Schematic illustration of event-based biogeography.

      2.2.2. Dispersal–vicariance analysis

      Figure 2.2(d) shows DIVA reconstruction for the same biogeographic scenario as in Figure 2.2(c). Notice that it is simpler than in TreeFitter, requiring only vicariance events interspersed with dispersal events. This example illustrates a difference between these two methods that is not always well understood (Wodcicki and Brooks 2005). As in cladistic biogeography, TreeFitter output is an area cladogram, whereas DIVA maps ancestral distributions and inferred biogeographic events onto the phylogeny. The constraint of hierarchical area relationships in TreeFitter means that the “redundant” distribution of species 1 and 2 in area A (Figure 2.2(a)) must be modeled as resulting from duplication within a widespread ancestor (ABCD), followed by extinction in part of the ancestral range (BCD). In DIVA, areas can be gained and lost along the branches of the phylogeny and their relationships do not need to follow a branching pattern. The overlapping distributions of species 1 and 2 are explained by dispersal to A along the internal branch, after the initial vicariance event that divided widespread ancestor 11 in ABCD (Figure 2.2(d)), and followed by a second vicariance event in widely distributed ancestor 9. DIVA is thus suited for reconstructing “reticulate” scenarios, in which area relationships are not dichotomous but resemble a network, with repeated cycles of dispersal and vicariance events. One example of such scenario is the Northern Hemisphere geological history, where the paleocontinents now forming Eurasia and North America recurrently merged and split during the last 150 Mya (Sanmartín et al. 2001). Yet, DIVA loses power and can give improbable biogeographic events when used in predominantly vicariant scenarios.
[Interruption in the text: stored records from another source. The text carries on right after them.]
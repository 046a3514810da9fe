//! Identifier types shared by the harness fixtures.

use serde::{Deserialize, Serialize};
use std::fmt;
use uuid::Uuid;

/// Organization that owns the transactions published by a test run.
#[derive(Debug, Clone, Copy, PartialEq, Eq, Hash, Serialize, Deserialize)]
pub struct OrganizationId(pub Uuid);

impl OrganizationId {
    /// Create a new random organization ID
    #[must_use]
    pub fn new() -> Self {
        Self(Uuid::new_v4())
    }
}

impl Default for OrganizationId {
    fn default() -> Self {
        Self::new()
    }
}

impl fmt::Display for OrganizationId {
    fn fmt(&self, f: &mut fmt::Formatter<'_>) -> fmt::Result {
        self.0.fmt(f)
    }
}

/// Identifier of one published ingestion batch (`batch-<hex>`).
#[derive(Debug, Clone, PartialEq, Eq, Hash, Serialize, Deserialize)]
pub struct BatchId(pub String);

impl BatchId {
    /// Create a new unique batch ID
    #[must_use]
    pub fn new() -> Self {
        Self(format!("batch-{}", Uuid::new_v4().simple()))
    }
}

impl Default for BatchId {
    fn default() -> Self {
        Self::new()
    }
}

impl fmt::Display for BatchId {
    fn fmt(&self, f: &mut fmt::Formatter<'_>) -> fmt::Result {
        f.write_str(&self.0)
    }
}

/// Suffix identifying a single transaction record inside a batch.
#[derive(Debug, Clone, PartialEq, Eq, Hash, PartialOrd, Ord, Serialize, Deserialize)]
pub struct TransactionId(pub String);

impl TransactionId {
    /// Create a new unique transaction ID
    #[must_use]
    pub fn new() -> Self {
        Self(Uuid::new_v4().simple().to_string())
    }
}

impl Default for TransactionId {
    fn default() -> Self {
        Self::new()
    }
}

impl fmt::Display for TransactionId {
    fn fmt(&self, f: &mut fmt::Formatter<'_>) -> fmt::Result {
        f.write_str(&self.0)
    }
}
      Conversely, TreeFitter is statistically more powerful to reconstruct area relationships that fit the vicariance pattern, such as the hierarchical fragmentation of the Gondwanan supercontinent (Sanmartín and Ronquist 2004). Another difference is the treatment of duplication events. In TreeFitter, duplication of ranges involving more than one area is allowed, but only if the widespread range forms an ancestral area in the area cladogram (e.g. ABCD or BCD in Figure 2.2(c)); alternative ancestral ranges such as ACD will not be accepted. DIVA accepts any combination of areas as ancestral ranges; however, as in Fitch Parsimony, duplication can only affect single areas. As a result, and unless geological constraints are used, DIVA reconstructions do not include extinction events (Kodandaramaiah 2010).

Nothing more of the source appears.